START Records for the exercise

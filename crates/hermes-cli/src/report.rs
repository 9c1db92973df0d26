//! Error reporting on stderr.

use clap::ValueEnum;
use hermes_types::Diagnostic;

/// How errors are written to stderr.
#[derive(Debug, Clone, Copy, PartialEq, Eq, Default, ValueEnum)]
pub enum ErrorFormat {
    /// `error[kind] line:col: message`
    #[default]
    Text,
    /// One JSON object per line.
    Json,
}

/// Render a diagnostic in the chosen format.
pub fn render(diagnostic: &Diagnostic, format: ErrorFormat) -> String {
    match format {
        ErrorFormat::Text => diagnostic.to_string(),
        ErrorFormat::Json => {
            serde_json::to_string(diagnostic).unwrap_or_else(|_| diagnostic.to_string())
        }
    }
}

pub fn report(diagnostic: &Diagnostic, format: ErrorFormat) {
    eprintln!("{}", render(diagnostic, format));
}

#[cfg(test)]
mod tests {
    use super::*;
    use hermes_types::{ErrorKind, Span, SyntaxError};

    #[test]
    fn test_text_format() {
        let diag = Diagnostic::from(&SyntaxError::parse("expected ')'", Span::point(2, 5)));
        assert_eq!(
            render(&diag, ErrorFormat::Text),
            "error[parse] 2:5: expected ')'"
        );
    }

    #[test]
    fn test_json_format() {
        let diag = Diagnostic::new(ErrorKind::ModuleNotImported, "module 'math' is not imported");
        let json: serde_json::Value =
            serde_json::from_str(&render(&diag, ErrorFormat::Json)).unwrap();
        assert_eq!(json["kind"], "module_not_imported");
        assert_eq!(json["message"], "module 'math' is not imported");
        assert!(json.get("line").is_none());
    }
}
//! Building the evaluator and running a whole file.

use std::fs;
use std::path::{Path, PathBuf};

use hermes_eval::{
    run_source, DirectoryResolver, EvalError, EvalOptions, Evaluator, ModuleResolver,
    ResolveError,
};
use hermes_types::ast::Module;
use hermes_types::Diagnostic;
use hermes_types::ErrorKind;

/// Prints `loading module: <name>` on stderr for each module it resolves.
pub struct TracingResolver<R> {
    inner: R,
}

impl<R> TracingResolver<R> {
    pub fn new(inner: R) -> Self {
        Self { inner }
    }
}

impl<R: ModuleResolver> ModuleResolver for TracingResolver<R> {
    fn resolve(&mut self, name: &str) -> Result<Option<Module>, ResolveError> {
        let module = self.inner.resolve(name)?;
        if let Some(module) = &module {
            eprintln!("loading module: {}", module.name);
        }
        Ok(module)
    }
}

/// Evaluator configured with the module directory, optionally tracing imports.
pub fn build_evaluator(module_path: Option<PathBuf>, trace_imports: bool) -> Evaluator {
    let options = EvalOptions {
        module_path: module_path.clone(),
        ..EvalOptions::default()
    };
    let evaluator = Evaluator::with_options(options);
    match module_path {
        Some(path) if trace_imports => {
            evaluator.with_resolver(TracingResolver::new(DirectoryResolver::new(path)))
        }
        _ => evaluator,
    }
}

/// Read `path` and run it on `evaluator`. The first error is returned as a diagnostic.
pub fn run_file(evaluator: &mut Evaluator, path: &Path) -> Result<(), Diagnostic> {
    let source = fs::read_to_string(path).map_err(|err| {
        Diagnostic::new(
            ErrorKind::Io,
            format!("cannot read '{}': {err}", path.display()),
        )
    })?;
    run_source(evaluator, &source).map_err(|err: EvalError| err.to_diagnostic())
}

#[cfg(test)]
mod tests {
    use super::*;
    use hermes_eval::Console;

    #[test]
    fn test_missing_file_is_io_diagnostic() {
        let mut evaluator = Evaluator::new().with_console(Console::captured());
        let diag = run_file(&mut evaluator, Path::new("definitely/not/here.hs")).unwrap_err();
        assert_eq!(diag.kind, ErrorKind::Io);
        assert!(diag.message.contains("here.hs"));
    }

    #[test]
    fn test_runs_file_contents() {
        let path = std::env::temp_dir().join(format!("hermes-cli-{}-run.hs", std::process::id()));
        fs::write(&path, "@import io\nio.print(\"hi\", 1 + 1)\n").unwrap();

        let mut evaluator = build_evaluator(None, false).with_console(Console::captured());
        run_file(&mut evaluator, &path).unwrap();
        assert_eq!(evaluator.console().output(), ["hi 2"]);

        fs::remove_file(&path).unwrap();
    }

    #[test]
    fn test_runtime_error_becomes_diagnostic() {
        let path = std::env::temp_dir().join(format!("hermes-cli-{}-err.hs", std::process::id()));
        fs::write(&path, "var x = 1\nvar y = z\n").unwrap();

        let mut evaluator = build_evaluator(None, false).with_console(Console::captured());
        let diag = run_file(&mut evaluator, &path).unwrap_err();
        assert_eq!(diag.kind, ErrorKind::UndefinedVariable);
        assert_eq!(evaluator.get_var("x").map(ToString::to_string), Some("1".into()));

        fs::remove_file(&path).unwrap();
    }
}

END Records for the exercise
START Records for the exercise

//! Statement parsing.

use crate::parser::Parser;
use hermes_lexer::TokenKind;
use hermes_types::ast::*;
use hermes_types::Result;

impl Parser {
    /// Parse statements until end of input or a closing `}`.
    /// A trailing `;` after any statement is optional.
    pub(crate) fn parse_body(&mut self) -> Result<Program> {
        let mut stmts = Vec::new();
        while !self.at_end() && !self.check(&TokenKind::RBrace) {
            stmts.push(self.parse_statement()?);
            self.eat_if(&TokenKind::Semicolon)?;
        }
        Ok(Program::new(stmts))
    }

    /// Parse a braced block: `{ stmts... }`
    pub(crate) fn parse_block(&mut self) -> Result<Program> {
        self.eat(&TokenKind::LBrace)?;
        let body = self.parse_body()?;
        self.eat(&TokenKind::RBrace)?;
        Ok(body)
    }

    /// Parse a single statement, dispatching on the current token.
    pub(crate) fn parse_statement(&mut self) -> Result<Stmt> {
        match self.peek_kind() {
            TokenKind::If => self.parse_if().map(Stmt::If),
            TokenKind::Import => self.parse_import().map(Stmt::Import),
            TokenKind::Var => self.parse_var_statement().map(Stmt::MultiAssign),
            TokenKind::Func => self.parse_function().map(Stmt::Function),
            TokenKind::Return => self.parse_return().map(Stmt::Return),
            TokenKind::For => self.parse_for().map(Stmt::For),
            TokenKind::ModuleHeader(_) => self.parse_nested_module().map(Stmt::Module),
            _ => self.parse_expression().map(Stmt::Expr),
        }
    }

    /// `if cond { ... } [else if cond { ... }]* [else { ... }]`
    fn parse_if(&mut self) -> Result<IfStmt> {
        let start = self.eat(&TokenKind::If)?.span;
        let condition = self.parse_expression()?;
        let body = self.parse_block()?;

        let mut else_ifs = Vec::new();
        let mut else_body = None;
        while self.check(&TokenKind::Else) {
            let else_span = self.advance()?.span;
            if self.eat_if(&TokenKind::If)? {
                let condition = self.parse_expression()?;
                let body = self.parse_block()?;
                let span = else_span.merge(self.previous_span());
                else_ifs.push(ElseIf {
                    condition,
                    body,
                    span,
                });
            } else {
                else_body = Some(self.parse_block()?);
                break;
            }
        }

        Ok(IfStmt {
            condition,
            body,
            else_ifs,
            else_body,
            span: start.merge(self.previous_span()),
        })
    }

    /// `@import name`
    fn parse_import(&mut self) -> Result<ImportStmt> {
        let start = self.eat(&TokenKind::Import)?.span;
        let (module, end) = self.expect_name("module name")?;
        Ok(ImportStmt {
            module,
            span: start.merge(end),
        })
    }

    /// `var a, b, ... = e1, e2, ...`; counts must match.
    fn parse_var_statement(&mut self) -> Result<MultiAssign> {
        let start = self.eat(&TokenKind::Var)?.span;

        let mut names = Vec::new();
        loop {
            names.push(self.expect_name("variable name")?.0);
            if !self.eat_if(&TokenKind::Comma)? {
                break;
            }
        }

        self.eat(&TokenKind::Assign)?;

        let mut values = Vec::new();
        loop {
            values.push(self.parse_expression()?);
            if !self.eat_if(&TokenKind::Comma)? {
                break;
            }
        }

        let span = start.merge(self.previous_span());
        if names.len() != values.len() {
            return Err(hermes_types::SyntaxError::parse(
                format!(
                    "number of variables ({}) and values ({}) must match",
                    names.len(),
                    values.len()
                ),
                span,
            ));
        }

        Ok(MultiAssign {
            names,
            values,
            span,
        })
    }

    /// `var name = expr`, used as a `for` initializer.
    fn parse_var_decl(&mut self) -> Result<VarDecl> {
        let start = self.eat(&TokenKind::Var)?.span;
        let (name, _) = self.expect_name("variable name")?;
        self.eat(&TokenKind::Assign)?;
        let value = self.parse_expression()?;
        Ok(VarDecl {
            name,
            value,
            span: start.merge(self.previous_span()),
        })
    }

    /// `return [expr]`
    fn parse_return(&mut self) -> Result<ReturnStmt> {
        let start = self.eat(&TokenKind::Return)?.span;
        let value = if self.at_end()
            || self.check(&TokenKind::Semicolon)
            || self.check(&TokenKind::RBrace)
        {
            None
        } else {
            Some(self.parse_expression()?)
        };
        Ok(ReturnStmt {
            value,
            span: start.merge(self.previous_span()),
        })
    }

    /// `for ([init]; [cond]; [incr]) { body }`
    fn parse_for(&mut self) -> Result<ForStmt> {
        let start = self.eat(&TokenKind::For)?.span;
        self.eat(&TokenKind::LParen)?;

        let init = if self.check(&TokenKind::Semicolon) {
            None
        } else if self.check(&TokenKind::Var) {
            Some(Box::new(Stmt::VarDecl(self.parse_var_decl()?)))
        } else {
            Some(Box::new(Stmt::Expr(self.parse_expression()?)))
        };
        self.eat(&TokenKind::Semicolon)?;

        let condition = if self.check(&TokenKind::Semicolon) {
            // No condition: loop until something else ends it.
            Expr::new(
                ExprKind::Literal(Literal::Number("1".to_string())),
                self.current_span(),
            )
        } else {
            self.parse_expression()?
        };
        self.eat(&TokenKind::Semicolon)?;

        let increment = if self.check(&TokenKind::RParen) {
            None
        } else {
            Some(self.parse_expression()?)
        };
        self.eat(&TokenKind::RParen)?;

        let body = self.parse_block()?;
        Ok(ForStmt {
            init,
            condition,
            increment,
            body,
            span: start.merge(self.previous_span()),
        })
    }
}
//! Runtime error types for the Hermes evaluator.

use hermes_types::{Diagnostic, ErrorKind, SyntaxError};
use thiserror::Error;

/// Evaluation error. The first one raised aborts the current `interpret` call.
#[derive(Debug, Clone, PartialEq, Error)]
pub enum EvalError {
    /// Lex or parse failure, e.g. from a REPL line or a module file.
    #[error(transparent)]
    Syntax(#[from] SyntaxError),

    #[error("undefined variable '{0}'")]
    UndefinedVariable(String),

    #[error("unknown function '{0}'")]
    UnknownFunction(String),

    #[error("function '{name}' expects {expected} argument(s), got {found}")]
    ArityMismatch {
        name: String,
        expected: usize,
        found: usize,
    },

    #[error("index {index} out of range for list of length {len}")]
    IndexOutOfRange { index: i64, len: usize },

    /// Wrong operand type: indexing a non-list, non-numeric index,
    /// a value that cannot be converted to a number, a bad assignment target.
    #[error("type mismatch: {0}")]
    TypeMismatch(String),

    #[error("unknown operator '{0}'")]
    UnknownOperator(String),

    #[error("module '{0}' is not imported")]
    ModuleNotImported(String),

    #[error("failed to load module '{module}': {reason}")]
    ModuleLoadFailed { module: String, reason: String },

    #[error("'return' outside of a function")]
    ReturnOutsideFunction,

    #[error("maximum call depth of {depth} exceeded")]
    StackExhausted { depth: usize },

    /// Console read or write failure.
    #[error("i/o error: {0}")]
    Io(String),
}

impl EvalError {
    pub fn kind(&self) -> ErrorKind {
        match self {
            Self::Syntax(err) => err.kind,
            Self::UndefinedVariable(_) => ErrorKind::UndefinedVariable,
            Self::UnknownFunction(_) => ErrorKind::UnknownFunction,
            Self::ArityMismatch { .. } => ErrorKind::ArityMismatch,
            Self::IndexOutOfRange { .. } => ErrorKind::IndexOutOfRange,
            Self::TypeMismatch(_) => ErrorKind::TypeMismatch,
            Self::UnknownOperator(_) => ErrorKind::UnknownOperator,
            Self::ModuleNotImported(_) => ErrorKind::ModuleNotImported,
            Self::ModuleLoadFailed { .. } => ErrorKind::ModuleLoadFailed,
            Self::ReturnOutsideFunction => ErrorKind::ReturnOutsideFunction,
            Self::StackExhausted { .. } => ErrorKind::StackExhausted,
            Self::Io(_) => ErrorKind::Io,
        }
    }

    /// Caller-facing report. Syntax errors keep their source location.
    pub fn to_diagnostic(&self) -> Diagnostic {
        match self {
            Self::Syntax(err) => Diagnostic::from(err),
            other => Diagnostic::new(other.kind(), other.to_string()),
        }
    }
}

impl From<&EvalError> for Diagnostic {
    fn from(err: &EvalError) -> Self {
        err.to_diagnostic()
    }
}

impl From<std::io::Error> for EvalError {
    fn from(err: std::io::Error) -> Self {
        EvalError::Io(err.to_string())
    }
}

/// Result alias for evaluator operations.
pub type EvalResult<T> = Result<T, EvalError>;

END Records for the exercise

#### Your assignment
Scan the entries for the word "Semicolon". Report each line that has it.

#### Result
            self.eat_if(&TokenKind::Semicolon)?;
            || self.check(&TokenKind::Semicolon)
        let init = if self.check(&TokenKind::Semicolon) {
        self.eat(&TokenKind::Semicolon)?;
        let condition = if self.check(&TokenKind::Semicolon) {
        self.eat(&TokenKind::Semicolon)?;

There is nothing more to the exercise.